Whatever is written by "experts," the 1924 edition was not "im­mense­ly popular": the people of Egypt always pre­ferred other editions: in the 1920s and '30s 522 pages written by Muṣṭfā Naẓīf Qadir­ghali (still reprinted in its Otto­man gestalt in the 1950s), since 1975 (till today) the Šamar­lī (as well on 522 pages), after 1976 for a decade Muṣḥaf al-Azhar aš-Šarīf (525 pages, several sizes), since 1980 editions written by ʿUṯmān Ṭaha (on 604 pages). The people of Egypt never took to the 844 pages of the "revolu­tio­nary" King Fuʾād Edition (18,5 x 26 x 5 cm). The 1924 edition was never re­printed (the 1955 Peking edition has the same text for the qur'ān and the information, but adds a title page, sup­presses the de­di­cation to the king, has different headers, different frames etc).
To understand what went on, it helps to know that Egypt was part of the Ottoman Empire from January 1517 to November 1914. Soon after, the govern­ment found "faults" in Ottoman maṣā­ḥif and asked the chief qārī of Egypt to pre­pare a modern Egyptian edition; a former direc­tor of the Arabic depart­ment of the Ministry of Education and two pro­fessors from the Teachers Training Center Nāṣa­rīya (located next door) were to assist him.
It is important to note that India and the Maghreb had largely kept the qurʾān ortho­graphy of the tenth century, or they had reverted to the old spelling already sometime before.

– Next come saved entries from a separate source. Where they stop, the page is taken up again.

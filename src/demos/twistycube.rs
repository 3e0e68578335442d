use super::{camera, gray};
use crate::core::demo::{Demo, DemoContext};
use crate::core::frame_buffer::{FrameBuffer, Rgba};
use crate::core::geometry::Geometry;
use crate::core::rasterizer::{PipelineState, Primitive, Renderer};
use crate::core::shader::ShaderProgram;
use crate::effects::BlurEffect;
use crate::error::Result;
use crate::geometry::shapes::smooth_path;
use crate::geometry::transform::TransformFactory;
use crate::geometry::vertex::PositionVertex;
use crate::shaders::{UnlitParams, UnlitShader};
use crate::utils::tween::{in_quadratic, out_quadratic};
use nalgebra::{Matrix4, Vector3};
use rand::Rng;
use std::f32::consts::TAU;

const CONTROL_POINTS: usize = 5;
const SEGMENT_POINTS: usize = 20;
const GLOW_LINE_WIDTH: f32 = 8.0;
const LINE_WIDTH: f32 = 2.0;
const BLUR_PASSES: usize = 2;
/// 随机形状的控制点落在 [-SCATTER, SCATTER]^3 内
const SCATTER: f32 = 2.5;

/// 立方体的一条棱：每个控制点有"棱上"和"随机"两个位置
struct Edge {
    straight: [Vector3<f32>; CONTROL_POINTS],
    scattered: [Vector3<f32>; CONTROL_POINTS],
}

impl Edge {
    fn new<R: Rng>(from: Vector3<f32>, to: Vector3<f32>, rng: &mut R) -> Self {
        let straight = std::array::from_fn(|i| from.lerp(&to, i as f32 / (CONTROL_POINTS - 1) as f32));
        let scattered = std::array::from_fn(|_| {
            Vector3::from_fn(|_, _| rng.random_range(-1.0..=1.0)) * SCATTER
        });
        Self { straight, scattered }
    }

    fn control_points(&self, t: f32) -> Vec<Vector3<f32>> {
        self.straight
            .iter()
            .zip(&self.scattered)
            .map(|(a, b)| a.lerp(b, t))
            .collect()
    }
}

/// 一个循环内从立方体到随机形状的插值进度
fn morph_progress(time: f32, cycle_duration: f32) -> f32 {
    let transition = 0.15 * cycle_duration;
    let t0 = 0.25 * cycle_duration;
    let t1 = 0.75 * cycle_duration;
    let time = time.rem_euclid(cycle_duration);
    if time < t0 {
        0.0
    } else if time < t0 + transition {
        in_quadratic((time - t0) / transition)
    } else if time < t1 {
        1.0
    } else if time < t1 + transition {
        out_quadratic(1.0 - (time - t1) / transition)
    } else {
        0.0
    }
}

/// 立方体线框的十二条棱弯成随机曲线再恢复，红色辉光衬底
pub struct TwistyCubeDemo {
    program: ShaderProgram<UnlitParams>,
    edges: Vec<Edge>,
    paths: Vec<Geometry<PositionVertex>>,
    blur: BlurEffect,
    aspect: f32,
    cycle_duration: f32,
    time: f32,
}

impl TwistyCubeDemo {
    pub fn new(ctx: &mut DemoContext) -> Result<Self> {
        let corner = |x: f32, y: f32, z: f32| Vector3::new(x, y, z);
        let v = [
            corner(-1.0, -1.0, 1.0),
            corner(-1.0, 1.0, 1.0),
            corner(1.0, 1.0, 1.0),
            corner(1.0, -1.0, 1.0),
            corner(-1.0, -1.0, -1.0),
            corner(-1.0, 1.0, -1.0),
            corner(1.0, 1.0, -1.0),
            corner(1.0, -1.0, -1.0),
        ];
        let pairs = [
            (0, 1), (1, 2), (2, 3), (3, 0),
            (4, 5), (5, 6), (6, 7), (7, 4),
            (4, 0), (5, 1), (6, 2), (7, 3),
        ];
        let rng = ctx.rng();
        let edges: Vec<Edge> = pairs.iter().map(|&(a, b)| Edge::new(v[a], v[b], rng)).collect();
        let paths = edges
            .iter()
            .map(|_| Geometry::from_vertices(&[PositionVertex::default(); CONTROL_POINTS * SEGMENT_POINTS]))
            .collect();

        Ok(Self {
            program: ctx.load_program()?,
            edges,
            paths,
            blur: BlurEffect::new(ctx.width(), ctx.height(), ctx.load_program()?),
            aspect: ctx.aspect(),
            cycle_duration: ctx.cycle_duration(),
            time: 0.0,
        })
    }

    fn update_paths(&mut self) {
        let t = morph_progress(self.time, self.cycle_duration);
        for (edge, path) in self.edges.iter().zip(&mut self.paths) {
            let points = smooth_path(&edge.control_points(t), SEGMENT_POINTS);
            path.update_vertices(|verts| verts.copy_from_slice(&points));
        }
    }
}

fn draw_paths(
    target: &mut FrameBuffer,
    program: &ShaderProgram<UnlitParams>,
    paths: &[Geometry<PositionVertex>],
    mvp: Matrix4<f32>,
    color: Rgba,
    line_width: f32,
) {
    let shader = UnlitShader::new(program, mvp).with_color(color);
    let renderer = Renderer::new(
        PipelineState::default()
            .with_depth_test(false)
            .with_line_width(line_width),
    );
    for path in paths {
        renderer.draw(target, &shader, path, Primitive::LineStrip);
    }
}

impl Demo for TwistyCubeDemo {
    fn update(&mut self, dt: f32) {
        self.time += dt;
    }

    fn render(&mut self, target: &mut FrameBuffer) {
        self.update_paths();

        let angle = 0.5 * (self.time * TAU / self.cycle_duration).cos();
        let mvp = camera(self.aspect, Vector3::new(0.0, 4.0, 4.0)) * TransformFactory::rotation_y(angle);

        // 辉光源：粗红线
        let glow = self.blur.target();
        glow.clear(Rgba::new(0.0, 0.0, 0.0, 0.0));
        draw_paths(glow, &self.program, &self.paths, mvp, Rgba::new(1.0, 0.0, 0.0, 1.0), GLOW_LINE_WIDTH);

        target.clear(gray(0.25));
        draw_paths(target, &self.program, &self.paths, mvp, Rgba::new(1.0, 1.0, 1.0, 1.0), LINE_WIDTH);

        self.blur.render(target, BLUR_PASSES);
    }
}

#[cfg(test)]
mod tests {
    use super::*;
    use rand::SeedableRng;
    use rand::rngs::StdRng;

    #[test]
    fn morph_holds_the_cube_at_cycle_start_and_end() {
        assert_eq!(morph_progress(0.1, 4.0), 0.0);
        assert_eq!(morph_progress(2.0, 4.0), 1.0);
        assert_eq!(morph_progress(3.9, 4.0), 0.0);
        let rising = morph_progress(1.0 + 0.3, 4.0);
        assert!(rising > 0.0 && rising < 1.0);
    }

    #[test]
    fn straight_edge_runs_between_its_corners() {
        let mut rng = StdRng::seed_from_u64(2);
        let edge = Edge::new(-Vector3::x(), Vector3::x(), &mut rng);
        let points = edge.control_points(0.0);
        assert_eq!(points[0], -Vector3::x());
        assert_eq!(points[CONTROL_POINTS - 1], Vector3::x());
        assert!(edge.control_points(1.0).iter().all(|p| p.abs().max() <= SCATTER));
    }
}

When Hythem Sidky writes in his review article:
"the [modern] ortho­gra­phic standard of clas­sical Arabic ... charac­te­rized nearly all muṣḥafs" before 1924 (Book Review of Daniel Alan Bru­baker, Cor­rec­tions in Early Qurʾānic Manus­cripts in Al-ʿUṣūr al-Wusṭā 27, 2019. p. 276),
he is com­pletely wrong: There was not a single muṣ­ḥaf written like clas­si­cal Arabic and the majo­rity (in Africa, in India, in Nusan­tara, in Central Asia) wrote accord­ing to ad-Dānī or close to his Muqniʿ. Egyptian ʿulamāʾ had been aware of the old spel­ling; books of ad-Dānī (on the rasm, on the readings, on verse num­bers) were taught and studied.
On the other hand, in Persia and (to a lesser extent) in the Otto­man Empire, the spell­ing had become closer to the "normal" spelling of Arabic ‒ this process has been labelled "clas­si­fi­cation" = writ­ing as if the qurʾān had been put on vellum by Sībawaih & Co.
1924 brought no revo­lution. Already in 1890, a muṣḥaf had been printed that was pretty close to the spel­ling of 1924 ‒ actually closer to ad-Dānī (not to his pupil Ibn Naǧaḥ, preferred in the Maghrib).
Five years later a qurʾān "bir-rasm al-ʿUṯmānī" was type printed on the margin of a com­mentary.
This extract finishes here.